Stupid friend. Showing me up. We go for an aimless walk around the housing estate, but I come back because it’s cold. Everyone has gone to bed except for the four-year-old, who fixes me a martini.

On Stephen’s Day drinking wine at 1pm suddenly seems a little unwholesome. On the plus side I have bonded with the toddler, who’s not such a bad fellow, and as we sit side by side in our onesies, drinking from our sippy cups, I mentally plan a night on the town.

Since Cromwellian times, hostelries and pubs have upped their prices and ignored fire regulations on Stephen’s Night so that the masses can engage in booze-induced nostalgia with the people they hated at school.

“I always liked you,” slurs an old acquaintance. “Everyone said you were a little shit, and I made it my business to destroy you, but I always liked you deep down. We should go paintballing sometime. Why didn’t we hang out more in school?”

“Well, you were the headmaster.”

Many of my old school friends are here. Affectionately dubbed the “nerd herd” when we were younger, despite being pretty cool, we exchange business cards and discuss our high-flying jobs, trophy spouses and workout regimens.

I also meet the people who are very proud of never having left town, even to go shopping or to escape an environmental hazard. Conversations with them usually go like this:

“Well, look at who’s back from the big smoke, drinking out of a glass like a fancy gentleman. Gulping Buckfast out of an old boot not good enough for you any more, your lordship?”

“He’s like an Englishman. He probably calls this Boxing Day.”

“Yup. I guess our simple small-town ways must be a bit shocking for him, coming from Dublin, with all the highfalutin colour televisions, horseless carriages and such.”

“I heard he has four television stations – the BBC and everything.”

“What’s that over your shoulders?”

“My shirt?”

“A shirt? Well, la-di-da. Tis far from such things I was raised. I’m just a humble IT consultant like my father, and his father before him. Aye, nothing changes around these parts,” he adds whimsically, taking a puff on his clay pipe – before the anti-smoking lobby write in: it’s an electronic clay pipe – and glancing at his iPad.
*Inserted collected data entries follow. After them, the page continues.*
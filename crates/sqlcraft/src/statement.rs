//! The statement model: everything a translator needs to render one query.

use crate::condition::{Combinator, Condition};
use crate::join::{Join, JoinKind};
use crate::order::OrderBy;
use crate::value_set::ValueSet;
use serde_json::Value;
use std::collections::BTreeMap;
use std::fmt;

/// Sentinel index name that renders as `FORCE INDEX (PRIMARY)`.
pub const PRIMARY_KEY_INDEX: &str = "PRIMARY";

/// Statement kind.
///
/// The four built-in kinds each have a translator. Anything else is carried
/// as [`StatementType::Custom`] and only a custom translator can render it.
#[derive(Debug, Clone, PartialEq, Eq, Hash)]
pub enum StatementType {
    Delete,
    Insert,
    Update,
    Select,
    Custom(String),
}

impl StatementType {
    pub fn as_str(&self) -> &str {
        match self {
            StatementType::Delete => "DELETE",
            StatementType::Insert => "INSERT",
            StatementType::Update => "UPDATE",
            StatementType::Select => "SELECT",
            StatementType::Custom(name) => name,
        }
    }
}

impl fmt::Display for StatementType {
    fn fmt(&self, f: &mut fmt::Formatter<'_>) -> fmt::Result {
        f.write_str(self.as_str())
    }
}

impl From<&str> for StatementType {
    fn from(s: &str) -> Self {
        match s.to_ascii_uppercase().as_str() {
            "DELETE" => StatementType::Delete,
            "INSERT" => StatementType::Insert,
            "UPDATE" => StatementType::Update,
            "SELECT" => StatementType::Select,
            _ => StatementType::Custom(s.to_string()),
        }
    }
}

impl From<String> for StatementType {
    fn from(s: String) -> Self {
        StatementType::from(s.as_str())
    }
}

/// Index hint for SELECT.
#[derive(Debug, Clone, PartialEq, Eq)]
pub enum ForceIndex {
    /// The primary key index, rendered unescaped.
    Primary,
    /// A named index, rendered as a quoted value.
    Named(String),
}

impl From<&str> for ForceIndex {
    fn from(s: &str) -> Self {
        if s == PRIMARY_KEY_INDEX {
            ForceIndex::Primary
        } else {
            ForceIndex::Named(s.to_string())
        }
    }
}

impl From<String> for ForceIndex {
    fn from(s: String) -> Self {
        ForceIndex::from(s.as_str())
    }
}

/// A statement under construction.
///
/// Conditions, joins, orders and value sets are only ever appended. Fields
/// that do not apply to the statement's type are kept but ignored by its
/// translator.
///
/// # Example
/// ```
/// use sqlcraft::{Builder, OrderBy, Statement};
///
/// let mut query = Statement::select_as("users", "u");
/// query
///     .set_columns(["id", "COUNT(id)"])
///     .and_where("active", "=", true)
///     .or_where_group(|q| {
///         q.and_where("role", "IN", vec!["admin", "owner"]);
///     })
///     .order_by(OrderBy::desc(["id"])?)
///     .set_limit(10, None);
///
/// assert_eq!(
///     Builder::mysql().build(&query)?,
///     "SELECT `u`.`id`, COUNT(`u`.`id`) FROM `users` `u` \
///      WHERE `u`.`active` = 1 OR (`u`.`role` IN ('admin','owner')) \
///      ORDER BY `u`.`id` DESC LIMIT 10"
/// );
/// # Ok::<(), sqlcraft::QueryError>(())
/// ```
#[derive(Debug, Clone)]
pub struct Statement {
    kind: StatementType,
    table: String,
    alias: Option<String>,
    columns: Vec<String>,
    where_conditions: Vec<Condition>,
    joins: BTreeMap<JoinKind, Vec<Join>>,
    limit: Option<u64>,
    offset: Option<u64>,
    force_index: Option<ForceIndex>,
    group_by: Vec<String>,
    orders: Vec<OrderBy>,
    value_sets: Vec<ValueSet>,
}

impl Statement {
    pub fn new(kind: impl Into<StatementType>, table: impl Into<String>, alias: Option<&str>) -> Self {
        Self {
            kind: kind.into(),
            table: table.into(),
            alias: alias.map(str::to_string),
            columns: Vec::new(),
            where_conditions: Vec::new(),
            joins: BTreeMap::new(),
            limit: None,
            offset: None,
            force_index: None,
            group_by: Vec::new(),
            orders: Vec::new(),
            value_sets: Vec::new(),
        }
    }

    pub fn select(table: impl Into<String>) -> Self {
        Self::new(StatementType::Select, table, None)
    }

    pub fn select_as(table: impl Into<String>, alias: &str) -> Self {
        Self::new(StatementType::Select, table, Some(alias))
    }

    pub fn delete(table: impl Into<String>) -> Self {
        Self::new(StatementType::Delete, table, None)
    }

    pub fn delete_as(table: impl Into<String>, alias: &str) -> Self {
        Self::new(StatementType::Delete, table, Some(alias))
    }

    /// INSERT statements never carry an alias.
    pub fn insert(table: impl Into<String>) -> Self {
        Self::new(StatementType::Insert, table, None)
    }

    pub fn update(table: impl Into<String>) -> Self {
        Self::new(StatementType::Update, table, None)
    }

    pub fn update_as(table: impl Into<String>, alias: &str) -> Self {
        Self::new(StatementType::Update, table, Some(alias))
    }

    /// An empty statement with the same type, table and alias.
    ///
    /// This is what callable conditions receive.
    pub fn clean_clone(&self) -> Self {
        Self::new(self.kind.clone(), self.table.clone(), self.alias.as_deref())
    }

    // ==================== Identity ====================

    pub fn kind(&self) -> &StatementType {
        &self.kind
    }

    pub fn table(&self) -> &str {
        &self.table
    }

    pub fn alias(&self) -> Option<&str> {
        self.alias.as_deref()
    }

    /// Name columns are qualified against.
    pub fn alias_or_table(&self) -> &str {
        self.alias.as_deref().unwrap_or(&self.table)
    }

    // ==================== Columns ====================

    /// Replace the selected columns.
    pub fn set_columns<I, S>(&mut self, columns: I) -> &mut Self
    where
        I: IntoIterator<Item = S>,
        S: Into<String>,
    {
        self.columns = columns.into_iter().map(Into::into).collect();
        self
    }

    pub fn columns(&self) -> &[String] {
        &self.columns
    }

    // ==================== Conditions ====================

    fn push_value(&mut self, key: &str, comparator: &str, value: Value, combinator: Combinator) -> &mut Self {
        let condition = Condition::value(self.table.as_str(), key, comparator, value, combinator);
        self.where_conditions.push(condition);
        self
    }

    fn push_unary(&mut self, key: &str, comparator: &str, combinator: Combinator) -> &mut Self {
        let condition = Condition::unary(self.table.as_str(), key, comparator, combinator);
        self.where_conditions.push(condition);
        self
    }

    fn push_key(&mut self, key: &str, comparator: &str, other: &str, combinator: Combinator) -> &mut Self {
        let condition = Condition::key(self.alias_or_table(), key, comparator, other, combinator);
        self.where_conditions.push(condition);
        self
    }

    /// AND key comparator value
    pub fn and_where(&mut self, key: &str, comparator: &str, value: impl Into<Value>) -> &mut Self {
        self.push_value(key, comparator, value.into(), Combinator::And)
    }

    /// OR key comparator value
    pub fn or_where(&mut self, key: &str, comparator: &str, value: impl Into<Value>) -> &mut Self {
        self.push_value(key, comparator, value.into(), Combinator::Or)
    }

    /// AND key IS NULL
    pub fn and_where_null(&mut self, key: &str) -> &mut Self {
        self.push_unary(key, "IS NULL", Combinator::And)
    }

    /// OR key IS NULL
    pub fn or_where_null(&mut self, key: &str) -> &mut Self {
        self.push_unary(key, "IS NULL", Combinator::Or)
    }

    /// AND key IS NOT NULL
    pub fn and_where_not_null(&mut self, key: &str) -> &mut Self {
        self.push_unary(key, "IS NOT NULL", Combinator::And)
    }

    /// OR key IS NOT NULL
    pub fn or_where_not_null(&mut self, key: &str) -> &mut Self {
        self.push_unary(key, "IS NOT NULL", Combinator::Or)
    }

    /// AND key comparator other_key, both columns of this statement.
    pub fn and_where_key(&mut self, key: &str, comparator: &str, other_key: &str) -> &mut Self {
        self.push_key(key, comparator, other_key, Combinator::And)
    }

    /// OR key comparator other_key, both columns of this statement.
    pub fn or_where_key(&mut self, key: &str, comparator: &str, other_key: &str) -> &mut Self {
        self.push_key(key, comparator, other_key, Combinator::Or)
    }

    /// AND (nested group)
    pub fn and_where_group<F>(&mut self, builder: F) -> &mut Self
    where
        F: Fn(&mut Statement) + Send + Sync + 'static,
    {
        self.where_conditions
            .push(Condition::callable(Combinator::And, builder));
        self
    }

    /// OR (nested group)
    pub fn or_where_group<F>(&mut self, builder: F) -> &mut Self
    where
        F: Fn(&mut Statement) + Send + Sync + 'static,
    {
        self.where_conditions
            .push(Condition::callable(Combinator::Or, builder));
        self
    }

    /// Append a prebuilt condition.
    pub fn where_condition(&mut self, condition: Condition) -> &mut Self {
        self.where_conditions.push(condition);
        self
    }

    pub fn where_conditions(&self) -> &[Condition] {
        &self.where_conditions
    }

    pub fn has_where_conditions(&self) -> bool {
        !self.where_conditions.is_empty()
    }

    // ==================== Joins ====================

    pub fn join(&mut self, kind: JoinKind, join: Join) -> &mut Self {
        self.joins.entry(kind).or_default().push(join);
        self
    }

    pub fn inner_join(&mut self, join: Join) -> &mut Self {
        self.join(JoinKind::Inner, join)
    }

    pub fn left_join(&mut self, join: Join) -> &mut Self {
        self.join(JoinKind::Left, join)
    }

    /// Joins of one kind, in the order they were added.
    pub fn joins(&self, kind: JoinKind) -> &[Join] {
        self.joins.get(&kind).map(Vec::as_slice).unwrap_or(&[])
    }

    pub fn has_joins(&self) -> bool {
        self.joins.values().any(|joins| !joins.is_empty())
    }

    // ==================== Limit ====================

    /// Set LIMIT and OFFSET. Zero for either means "unset".
    pub fn set_limit(&mut self, limit: u64, offset: Option<u64>) -> &mut Self {
        self.limit = Some(limit).filter(|&n| n > 0);
        self.offset = offset.filter(|&n| n > 0);
        self
    }

    pub fn limit(&self) -> Option<u64> {
        self.limit
    }

    pub fn offset(&self) -> Option<u64> {
        self.offset
    }

    // ==================== Hints, grouping, ordering ====================

    /// Force an index. [`PRIMARY_KEY_INDEX`] selects the primary key.
    pub fn set_force_index(&mut self, index: impl Into<ForceIndex>) -> &mut Self {
        self.force_index = Some(index.into());
        self
    }

    pub fn force_index(&self) -> Option<&ForceIndex> {
        self.force_index.as_ref()
    }

    /// Replace the GROUP BY keys.
    pub fn set_group_by<I, S>(&mut self, keys: I) -> &mut Self
    where
        I: IntoIterator<Item = S>,
        S: Into<String>,
    {
        self.group_by = keys.into_iter().map(Into::into).collect();
        self
    }

    pub fn group_by(&self) -> &[String] {
        &self.group_by
    }

    pub fn order_by(&mut self, order: OrderBy) -> &mut Self {
        self.orders.push(order);
        self
    }

    pub fn orders(&self) -> &[OrderBy] {
        &self.orders
    }

    // ==================== Values ====================

    pub fn add_value_set(&mut self, values: ValueSet) -> &mut Self {
        self.value_sets.push(values);
        self
    }

    pub fn value_sets(&self) -> &[ValueSet] {
        &self.value_sets
    }

    pub fn has_value_sets(&self) -> bool {
        !self.value_sets.is_empty()
    }
}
Finally, it is customary in homecoming stories for some overlooked wallflower to have blossomed over the preceding year. Sadly, in Irish nightclubs the bloom on the cheek of a young ingenue is indistinguishable from the early stages of alcohol poisoning. So usually after a few drinks I assume that I’m the one doing the blossoming.

I laugh coquettishly, take to the dance floor and do all the new dances I've learned in the big city: the Macarena, the twist, the rock-the-boat, Kevin Bacon's dance of anger from Footloose. Everyone is impressed. Time to go.

I ring home. They’ve all gone to bed except for the four-year-old. He drives over to collect me. Chris Rea is on the radio. Nice.